A reaction, like, celebrate, insightful, is the weakest signal of the four, but still usable if you approach it correctly. The mistake is referencing the reaction directly (“I noticed you liked X”). That’s creepy.

Instead, use the reaction as evidence of interest in a topic, then open on that topic.

Framework: [The topic of the post they reacted to] + [Observation relevant to them] + [No mention of the reaction itself]

Template:

“Thinking about [topic relevant to their role/industry] lately, specifically [specific angle]. Given what you’re building at [company], curious whether [specific challenge] is something you’re actively working through or just tracking. No pitch here, just genuinely curious.”

Example:

“Thinking about AI-assisted onboarding for client-facing SaaS products lately, specifically when it helps and when it creates friction that gets blamed on the product team. Given what you’re building at Meridian, curious whether that balance is something you’re actively working through or just tracking. No pitch here, just genuinely curious.”
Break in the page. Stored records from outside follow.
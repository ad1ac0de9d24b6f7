//! The resource module encapsulates domain entities for use with Bevy.

use std::ops::{Deref, DerefMut};

use bevy::ecs::system::Resource;

use sensor_sim::domain;

#[derive(Resource)]
pub struct WorldRes(domain::World);

impl Deref for WorldRes {
    type Target = domain::World;

    fn deref(&self) -> &Self::Target {
        &self.0
    }
}

impl DerefMut for WorldRes {
    fn deref_mut(&mut self) -> &mut Self::Target {
        &mut self.0
    }
}

impl From<domain::World> for WorldRes {
    fn from(value: domain::World) -> Self {
        Self(value)
    }
}

#[derive(Resource)]
pub struct ScenarioRes(domain::ScenarioConfig);

impl Deref for ScenarioRes {
    type Target = domain::ScenarioConfig;

    fn deref(&self) -> &Self::Target {
        &self.0
    }
}

impl DerefMut for ScenarioRes {
    fn deref_mut(&mut self) -> &mut Self::Target {
        &mut self.0
    }
}

impl From<domain::ScenarioConfig> for ScenarioRes {
    fn from(value: domain::ScenarioConfig) -> Self {
        Self(value)
    }
}
//! Sensor-equipped agent moving through the world, and the controllers steering it.
//!
//! The agent is an entity whose box turns with its heading. Each tick a controller turns the
//! current sensor activations into a [`Steering`] command. The resulting move is only committed if
//! the agent's rotated box stays clear of every solid entity.

use std::time::Duration;

use tracing::debug;

use super::{
    Aabb, Angle, DebugRenderer, DrawLayer, Entities, Entity, EntityId, PieSliceConfig,
    PieSliceSensorGroup, QuadTree, RangeFinderConfig, RangeFinderGroup, SensorError,
    SensorOrigin, Velocity,
};

#[derive(Clone, Debug, PartialEq)]
pub struct AgentConfig {
    pub width: f64,
    pub height: f64,
    /// Distance covered per second at full throttle.
    pub max_speed: Velocity,
    /// Rotation per second at full turn.
    pub max_turn_rate: Angle,
    pub range_finders: RangeFinderConfig,
    pub pie_slices: Vec<PieSliceConfig>,
}

impl Default for AgentConfig {
    fn default() -> Self {
        Self {
            width: 20.0,
            height: 12.0,
            max_speed: Velocity::new(60.0),
            max_turn_rate: Angle::from_deg(120.0),
            range_finders: RangeFinderConfig::default(),
            pie_slices: vec![],
        }
    }
}

/// Normalized command, both components within `[-1, 1]`. A positive `turn` rotates
/// counter-clockwise, a positive `throttle` drives forward.
#[derive(Clone, Copy, Debug, Default, PartialEq)]
pub struct Steering {
    pub turn: f64,
    pub throttle: f64,
}

impl Steering {
    pub fn new(turn: f64, throttle: f64) -> Self {
        Self { turn, throttle }
    }

    fn clamped(self) -> Self {
        let clamp = |v: f64| if v.is_finite() { v.clamp(-1.0, 1.0) } else { 0.0 };
        Self::new(clamp(self.turn), clamp(self.throttle))
    }

    fn is_idle(&self) -> bool {
        self.turn == 0.0 && self.throttle == 0.0
    }
}

/// Consumes the activations of one agent (range finders first, then pie slices) and decides how
/// to steer.
pub trait Controller {
    fn steer(&mut self, activations: &[f64]) -> Steering;
}

/// Turns away from whichever side of the range finder fan responds stronger and slows down when
/// the center ray sees something close.
#[derive(Clone, Debug, PartialEq)]
pub struct ReactiveController {
    rays: usize,
    cruise: f64,
}

impl ReactiveController {
    /// `rays` is the number of range finders at the front of the activation slice. They are
    /// expected to sweep counter-clockwise, i.e. from the right side to the left side.
    pub fn new(rays: usize, cruise: f64) -> Self {
        Self { rays, cruise }
    }
}

impl Default for ReactiveController {
    fn default() -> Self {
        Self::new(RangeFinderConfig::default().count, 1.0)
    }
}

impl Controller for ReactiveController {
    fn steer(&mut self, activations: &[f64]) -> Steering {
        let rays = &activations[..self.rays.min(activations.len())];
        if rays.is_empty() {
            return Steering::new(0.0, self.cruise);
        }
        let valid = |a: &f64| a.max(0.0);
        let half = rays.len() / 2;
        let right: f64 = rays[..half].iter().map(valid).sum();
        let left: f64 = rays[rays.len() - half..].iter().map(valid).sum();
        let front = if rays.len() % 2 == 1 {
            valid(&rays[half])
        } else {
            0.0
        };

        let mut turn = right - left;
        if front > 0.5 && turn.abs() < 0.1 {
            turn = 1.0;
        }
        Steering::new(turn, self.cruise * (1.0 - front)).clamped()
    }
}

#[derive(Clone, Debug, PartialEq)]
pub struct Agent {
    entity: EntityId,
    config: AgentConfig,
    range_finders: RangeFinderGroup,
    pie_slices: PieSliceSensorGroup,
    collisions: usize,
}

impl Agent {
    pub fn new(entity: EntityId, config: AgentConfig) -> Result<Self, SensorError> {
        let range_finders = RangeFinderGroup::from_config(&config.range_finders)?;
        let mut pie_slices = PieSliceSensorGroup::from_configs(config.pie_slices.iter().cloned())?;
        pie_slices.set_view_size(config.range_finders.view_size)?;
        Ok(Self {
            entity,
            config,
            range_finders,
            pie_slices,
            collisions: 0,
        })
    }

    pub fn entity(&self) -> EntityId {
        self.entity
    }

    pub fn config(&self) -> &AgentConfig {
        &self.config
    }

    pub fn range_finders(&self) -> &RangeFinderGroup {
        &self.range_finders
    }

    pub fn range_finders_mut(&mut self) -> &mut RangeFinderGroup {
        &mut self.range_finders
    }

    pub fn pie_slices(&self) -> &PieSliceSensorGroup {
        &self.pie_slices
    }

    pub fn pie_slices_mut(&mut self) -> &mut PieSliceSensorGroup {
        &mut self.pie_slices
    }

    /// Number of moves rejected because they would have overlapped a solid entity.
    pub fn collisions(&self) -> usize {
        self.collisions
    }

    /// Range finder activations followed by pie slice activations.
    pub fn activations(&self) -> Vec<f64> {
        self.range_finders
            .activations()
            .chain(self.pie_slices.activations())
            .collect()
    }

    /// Box the agent would occupy after applying `steering` for `dt`.
    pub fn updated_aabb(&self, current: &Aabb, steering: Steering, dt: Duration) -> Aabb {
        let steering = steering.clamped();
        let dt = dt.as_secs_f64();
        let delta = Angle::new(self.config.max_turn_rate.radians() * steering.turn * dt);
        let distance = f64::from(self.config.max_speed) * steering.throttle * dt;

        let mut aabb = current.clone();
        aabb.rotate_by(delta);
        let offset = aabb.angle().unit_vector() * distance;
        aabb.translate(offset.x, offset.y);
        aabb
    }

    /// Applies `steering` unless the moved box would overlap a solid entity. Returns whether the
    /// move was committed.
    pub fn drive(
        &mut self,
        steering: Steering,
        dt: Duration,
        tree: &QuadTree,
        entities: &mut Entities,
    ) -> bool {
        let steering = steering.clamped();
        if steering.is_idle() {
            return true;
        }
        let Some(current) = entities.get(self.entity) else {
            return false;
        };
        let candidate = self.updated_aabb(current.aabb(), steering, dt);

        if let Some(blocker) = self.blocker(&candidate, tree, entities) {
            self.collisions += 1;
            debug!(agent = %self.entity, %blocker, "move rejected");
            return false;
        }

        entities.replace_aabb(self.entity, candidate);
        true
    }

    fn blocker(&self, candidate: &Aabb, tree: &QuadTree, entities: &Entities) -> Option<EntityId> {
        tree.query(candidate.bounds()).into_iter().find(|id| {
            *id != self.entity
                && entities.get(*id).is_some_and(|entity| {
                    entity.kind().is_solid() && entity.aabb().overlaps_accurate(candidate)
                })
        })
    }

    /// Refreshes both sensor groups. The tree must already reflect this tick's moves.
    pub fn sense(&mut self, tree: &QuadTree, entities: &Entities) {
        let Some(entity) = entities.get(self.entity) else {
            return;
        };
        let origin = SensorOrigin::of(self.entity, entity);
        self.range_finders.update(&origin, tree, entities);
        self.pie_slices.update(&origin, tree, entities);
    }

    pub fn debug_draw(&self, entity: &Entity, renderer: &mut dyn DebugRenderer) {
        entity.aabb().debug_draw(renderer, DrawLayer::Agent);
        self.range_finders.debug_draw(renderer);
        self.pie_slices.debug_draw(renderer);
    }
}

#[cfg(test)]
mod tests {
    use approx::assert_abs_diff_eq;
    use pretty_assertions::assert_eq;
    use rstest::rstest;

    use super::*;
    use crate::{
        domain::{DetectSet, EntityKind, Position},
        tests::scene,
    };

    fn config() -> AgentConfig {
        AgentConfig {
            width: 10.0,
            height: 10.0,
            max_speed: Velocity::new(10.0),
            max_turn_rate: Angle::from_deg(90.0),
            range_finders: RangeFinderConfig {
                count: 3,
                length: 100.0,
                angle_offset: -45.0,
                angle_between: 45.0,
                detect: DetectSet::new([EntityKind::Wall]),
                ..RangeFinderConfig::default()
            },
            pie_slices: vec![],
        }
    }

    fn agent_entity(center: Position) -> Entity {
        Entity::new(EntityKind::Agent, Aabb::centered_on(center, 10.0, 10.0))
    }

    #[rstest]
    #[case::forward(Steering::new(0.0, 1.0), Position::new(110.0, 100.0), 0.0)]
    #[case::backward(Steering::new(0.0, -1.0), Position::new(90.0, 100.0), 0.0)]
    #[case::turn_left(Steering::new(1.0, 0.0), Position::new(100.0, 100.0), 90.0)]
    #[case::turn_right(Steering::new(-1.0, 0.0), Position::new(100.0, 100.0), 270.0)]
    #[case::turn_and_drive(Steering::new(1.0, 1.0), Position::new(100.0, 110.0), 90.0)]
    #[case::clamped(Steering::new(0.0, 5.0), Position::new(110.0, 100.0), 0.0)]
    fn test_agent_updated_aabb(
        #[case] steering: Steering,
        #[case] center: Position,
        #[case] heading: f64,
    ) {
        let agent = Agent::new(EntityId::new(0), config()).unwrap();
        let current = Aabb::centered_on(Position::new(100.0, 100.0), 10.0, 10.0);
        let aabb = agent.updated_aabb(&current, steering, Duration::from_secs(1));
        assert_abs_diff_eq!(aabb.center(), center, epsilon = 1e-9);
        assert_abs_diff_eq!(aabb.angle().to_deg(), heading, epsilon = 1e-9);
    }

    #[test]
    fn test_agent_drive_commits_free_move() {
        let (tree, mut entities) = scene(vec![agent_entity(Position::new(100.0, 100.0))]);
        let mut agent = Agent::new(EntityId::new(0), config()).unwrap();
        assert!(agent.drive(
            Steering::new(0.0, 1.0),
            Duration::from_secs(1),
            &tree,
            &mut entities
        ));
        let entity = entities.get(agent.entity()).unwrap();
        assert!(entity.moved());
        assert_abs_diff_eq!(entity.center(), Position::new(110.0, 100.0), epsilon = 1e-9);
        assert_eq!(agent.collisions(), 0);
    }

    #[test]
    fn test_agent_drive_rejects_move_into_wall() {
        let (tree, mut entities) = scene(vec![
            agent_entity(Position::new(100.0, 100.0)),
            Entity::wall(Position::new(112.0, 50.0), Position::new(112.0, 150.0), 2.0),
        ]);
        let mut agent = Agent::new(EntityId::new(0), config()).unwrap();
        assert!(!agent.drive(
            Steering::new(0.0, 1.0),
            Duration::from_secs(1),
            &tree,
            &mut entities
        ));
        let entity = entities.get(agent.entity()).unwrap();
        assert!(!entity.moved());
        assert_abs_diff_eq!(entity.center(), Position::new(100.0, 100.0));
        assert_eq!(agent.collisions(), 1);
    }

    #[test]
    fn test_agent_drive_passes_through_goal() {
        let (tree, mut entities) = scene(vec![
            agent_entity(Position::new(100.0, 100.0)),
            Entity::new(
                EntityKind::Goal,
                Aabb::centered_on(Position::new(112.0, 100.0), 4.0, 4.0),
            ),
        ]);
        let mut agent = Agent::new(EntityId::new(0), config()).unwrap();
        assert!(agent.drive(
            Steering::new(0.0, 1.0),
            Duration::from_secs(1),
            &tree,
            &mut entities
        ));
    }

    #[test]
    fn test_agent_idle_does_not_move() {
        let (tree, mut entities) = scene(vec![agent_entity(Position::new(100.0, 100.0))]);
        let mut agent = Agent::new(EntityId::new(0), config()).unwrap();
        assert!(agent.drive(
            Steering::default(),
            Duration::from_secs(1),
            &tree,
            &mut entities
        ));
        assert!(!entities.get(agent.entity()).unwrap().moved());
    }

    #[test]
    fn test_agent_sense_skips_itself() {
        let (tree, entities) = scene(vec![
            agent_entity(Position::new(100.0, 100.0)),
            Entity::wall(Position::new(141.0, 50.0), Position::new(141.0, 150.0), 2.0),
        ]);
        let mut agent = Agent::new(
            EntityId::new(0),
            AgentConfig {
                range_finders: RangeFinderConfig {
                    detect: DetectSet::new([EntityKind::Wall, EntityKind::Agent]),
                    ..config().range_finders
                },
                ..config()
            },
        )
        .unwrap();
        agent.sense(&tree, &entities);
        let activations = agent.activations();
        assert_eq!(activations.len(), 3);
        assert_abs_diff_eq!(activations[1], 0.6, epsilon = 1e-9);
    }

    #[test]
    fn test_agent_rejects_invalid_sensor_config() {
        let result = Agent::new(
            EntityId::new(0),
            AgentConfig {
                pie_slices: vec![PieSliceConfig {
                    angular_width: 720.0,
                    ..PieSliceConfig::default()
                }],
                ..config()
            },
        );
        assert_eq!(result, Err(SensorError::InvalidAngularWidth(720.0)));
    }

    #[rstest]
    #[case::clear(&[0.0, 0.0, 0.0], Steering::new(0.0, 1.0))]
    #[case::obstacle_right(&[0.8, 0.0, 0.0], Steering::new(0.8, 1.0))]
    #[case::obstacle_left(&[0.0, 0.0, 0.6], Steering::new(-0.6, 1.0))]
    #[case::obstacle_ahead(&[0.0, 0.75, 0.0], Steering::new(1.0, 0.25))]
    #[case::invalid_ignored(&[-1.0, 0.0, 0.0], Steering::new(0.0, 1.0))]
    #[case::no_rays(&[], Steering::new(0.0, 1.0))]
    fn test_reactive_controller(#[case] activations: &[f64], #[case] expected: Steering) {
        let mut controller = ReactiveController::new(3, 1.0);
        let steering = controller.steer(activations);
        assert_abs_diff_eq!(steering.turn, expected.turn, epsilon = 1e-9);
        assert_abs_diff_eq!(steering.throttle, expected.throttle, epsilon = 1e-9);
    }
}
//! World holding the entities, their quadtree and the agents.

use std::time::Duration;

use tracing::trace;

use super::{
    Aabb, Agent, AgentConfig, Angle, Controller, DebugRenderer, DrawLayer, Entities, Entity,
    EntityId, EntityKind, Position, QuadTree, QuadTreeConfig, QuadTreeStats, SensorError,
};

#[derive(Clone, Debug)]
pub struct World {
    entities: Entities,
    tree: QuadTree,
    agents: Vec<Agent>,
    ticks: u64,
}

impl World {
    pub fn new(width: f64, height: f64) -> Self {
        Self::with_config(width, height, QuadTreeConfig::default())
    }

    pub fn with_config(width: f64, height: f64, config: QuadTreeConfig) -> Self {
        Self {
            entities: Entities::new(),
            tree: QuadTree::with_config(width, height, config),
            agents: vec![],
            ticks: 0,
        }
    }

    pub fn entities(&self) -> &Entities {
        &self.entities
    }

    /// Entities changed through this store are picked up by the tree on the next [`World::step`].
    pub fn entities_mut(&mut self) -> &mut Entities {
        &mut self.entities
    }

    pub fn tree(&self) -> &QuadTree {
        &self.tree
    }

    pub fn agents(&self) -> &[Agent] {
        &self.agents
    }

    pub fn agent(&self, index: usize) -> Option<&Agent> {
        self.agents.get(index)
    }

    pub fn agent_mut(&mut self, index: usize) -> Option<&mut Agent> {
        self.agents.get_mut(index)
    }

    pub fn ticks(&self) -> u64 {
        self.ticks
    }

    pub fn stats(&self) -> QuadTreeStats {
        self.tree.stats()
    }

    pub fn add_entity(&mut self, entity: Entity) -> EntityId {
        let id = self.entities.insert(entity);
        self.tree.add_entity(&self.entities, id);
        id
    }

    /// Places an agent box centered on `center` facing `heading` and returns the agent's index.
    /// Its sensors are valid once the agent has been sensed, which [`World::step`] does and
    /// [`World::sense`] does on demand.
    pub fn add_agent(
        &mut self,
        center: Position,
        heading: Angle,
        config: AgentConfig,
    ) -> Result<usize, SensorError> {
        let mut aabb = Aabb::centered_on(center, config.width, config.height);
        aabb.rotate_by(heading);
        let agent = Agent::new(self.entities.next_id(), config)?;
        self.add_entity(Entity::new(EntityKind::Agent, aabb));
        self.agents.push(agent);
        Ok(self.agents.len() - 1)
    }

    /// Advances the world by `dt`. Agents steer on the activations of the previous tick and move,
    /// then the tree picks up every moved entity before the sensors query it.
    pub fn step(&mut self, dt: Duration, controller: &mut dyn Controller) {
        for agent in &mut self.agents {
            let steering = controller.steer(&agent.activations());
            agent.drive(steering, dt, &self.tree, &mut self.entities);
        }
        self.tree.update(&self.entities);
        self.sense();
        self.entities.settle();
        self.ticks += 1;
        trace!(tick = self.ticks, "world stepped");
    }

    /// Refreshes the sensors of every agent against the current tree.
    pub fn sense(&mut self) {
        for agent in &mut self.agents {
            agent.sense(&self.tree, &self.entities);
        }
    }

    pub fn debug_draw(&self, renderer: &mut dyn DebugRenderer) {
        self.tree.debug_draw(renderer);
        for (_, entity) in self
            .entities
            .iter()
            .filter(|(_, entity)| entity.kind() != EntityKind::Agent)
        {
            entity.aabb().debug_draw(renderer, DrawLayer::Entity);
        }
        for agent in &self.agents {
            if let Some(entity) = self.entities.get(agent.entity()) {
                agent.debug_draw(entity, renderer);
            }
        }
    }
}

#[cfg(test)]
mod tests {
    use approx::assert_abs_diff_eq;
    use pretty_assertions::assert_eq;

    use super::*;
    use crate::{
        domain::{DetectSet, RangeFinderConfig, Steering, Velocity},
        tests::RecordingRenderer,
    };

    const TICK: Duration = Duration::from_secs(1);

    struct Scripted(Steering);

    impl Controller for Scripted {
        fn steer(&mut self, _activations: &[f64]) -> Steering {
            self.0
        }
    }

    fn agent_config() -> AgentConfig {
        AgentConfig {
            width: 10.0,
            height: 10.0,
            max_speed: Velocity::new(10.0),
            max_turn_rate: Angle::from_deg(90.0),
            range_finders: RangeFinderConfig {
                detect: DetectSet::new([EntityKind::Wall]),
                ..RangeFinderConfig::default()
            },
            pie_slices: vec![],
        }
    }

    /// Agent at (100, 500) facing a wall whose near face is at x = 200.
    fn corridor() -> World {
        let mut world = World::new(1000.0, 1000.0);
        world.add_entity(Entity::wall(
            Position::new(201.0, 50.0),
            Position::new(201.0, 950.0),
            2.0,
        ));
        world
            .add_agent(Position::new(100.0, 500.0), Angle::default(), agent_config())
            .unwrap();
        world
    }

    fn agent_center(world: &World) -> Position {
        let agent = world.agent(0).unwrap();
        world.entities().get(agent.entity()).unwrap().center()
    }

    #[test]
    fn test_world_step_moves_agent_and_senses() {
        let mut world = corridor();
        let mut controller = Scripted(Steering::new(0.0, 1.0));

        world.step(TICK, &mut controller);
        assert_abs_diff_eq!(agent_center(&world), Position::new(110.0, 500.0), epsilon = 1e-9);
        assert_abs_diff_eq!(
            world.agent(0).unwrap().range_finders().activation(2),
            0.1,
            epsilon = 1e-9
        );

        world.step(TICK, &mut controller);
        assert_abs_diff_eq!(
            world.agent(0).unwrap().range_finders().activation(2),
            0.2,
            epsilon = 1e-9
        );
        assert_eq!(world.ticks(), 2);
    }

    #[test]
    fn test_world_step_blocks_at_wall() {
        let mut world = corridor();
        let mut controller = Scripted(Steering::new(0.0, 1.0));
        for _ in 0..12 {
            world.step(TICK, &mut controller);
        }
        assert_abs_diff_eq!(agent_center(&world), Position::new(190.0, 500.0), epsilon = 1e-9);
        assert_eq!(world.agent(0).unwrap().collisions(), 3);
        assert_abs_diff_eq!(
            world.agent(0).unwrap().range_finders().activation(2),
            0.9,
            epsilon = 1e-9
        );
    }

    #[test]
    fn test_world_step_keeps_tree_current() {
        let mut world = corridor();
        let agent = world.agent(0).unwrap().entity();
        let mut controller = Scripted(Steering::new(0.0, 1.0));
        for _ in 0..5 {
            world.step(TICK, &mut controller);
        }

        let around = Aabb::centered_on(Position::new(150.0, 500.0), 12.0, 12.0);
        assert!(world.tree().query(around.bounds()).contains(&agent));
        assert!(world.entities().iter().all(|(_, entity)| !entity.moved()));

        let mut indexed = world.tree().entities();
        indexed.sort();
        assert_eq!(indexed, vec![EntityId::new(0), EntityId::new(1)]);
    }

    #[test]
    fn test_world_picks_up_external_moves() {
        let mut world = World::new(1000.0, 1000.0);
        let goal = world.add_entity(Entity::new(
            EntityKind::Goal,
            Aabb::centered_on(Position::new(100.0, 100.0), 4.0, 4.0),
        ));
        world.entities_mut().translate(goal, 700.0, 700.0);
        world.step(TICK, &mut Scripted(Steering::default()));

        let around = Aabb::centered_on(Position::new(800.0, 800.0), 10.0, 10.0);
        assert_eq!(world.tree().query(around.bounds()), vec![goal]);
    }

    #[test]
    fn test_world_rejects_invalid_agent() {
        let mut world = World::new(100.0, 100.0);
        let result = world.add_agent(
            Position::new(50.0, 50.0),
            Angle::default(),
            AgentConfig {
                range_finders: RangeFinderConfig {
                    length: -5.0,
                    ..RangeFinderConfig::default()
                },
                ..agent_config()
            },
        );
        assert_eq!(result, Err(SensorError::InvalidLength(-5.0)));
        assert!(world.entities().is_empty());
        assert!(world.agents().is_empty());
    }

    #[test]
    fn test_world_debug_draw() {
        let mut world = corridor();
        world.step(TICK, &mut Scripted(Steering::new(0.0, 1.0)));
        let mut renderer = RecordingRenderer::default();
        world.debug_draw(&mut renderer);

        let count = |layer: DrawLayer| {
            renderer
                .lines
                .iter()
                .filter(|(_, _, l)| *l == layer)
                .count()
        };
        assert_eq!(count(DrawLayer::QuadTree), 4);
        assert_eq!(count(DrawLayer::Entity), 4);
        assert_eq!(count(DrawLayer::Agent), 4);
        assert_eq!(count(DrawLayer::ActiveSensor), 1);
        assert_eq!(count(DrawLayer::Sensor), 4);
    }
}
The “No pitch here” line is counterintuitive but effective. It disarms skepticism without being dishonest, your genuine goal is the conversation, and the conversation will eventually reveal the opportunity.

The 96-Hour Rule in Practice

Check activity immediately before sending, not during list-building. A post that was fresh when you built your list may be five days old by the time you write the message.

Build your sequence in this order:

  1. Build and filter your prospect list (Sales Navigator or manual)
  2. Export or note the prospects
  3. Check each prospect’s activity on the day you write their opener
  4. If no activity within 96 hours, use a different personalization hook or skip

This sounds slow. For 10–15 prospects per day, it takes 20–30 minutes. The response rate difference, 3–5x over generic outreach, makes those 30 minutes the highest-ROI time in a freelancer’s prospecting block.

Combining Activity Openers With a Follow-Up Sequence

The recent-activity opener is message one. It’s a conversation starter, not a sales pitch. Plan a 3-message follow-up sequence before you send anything:

  • Message 1 (Day 0): Recent-activity opener, specific, curious, no pitch
  • Message 2 (Day 5): Value add, relevant article, insight, or resource tied to the topic from message 1
  • Message 3 (Day 12): Direct ask, short, acknowledges you’ve reached out twice, clear and specific request

Most replies come after message 2 or message 3. If someone doesn’t respond to three well-spaced messages, they’re not ignoring you, they’re not the right person at the right time. Move on without resentment.

The recent-activity technique is not a trick. It’s a signal that you showed up as a person paying attention, not as a system running lists. In a world of automated outreach, that’s a meaningful differentiation, and it’s available to any freelancer willing to spend 30 minutes a day building genuine, specific openers.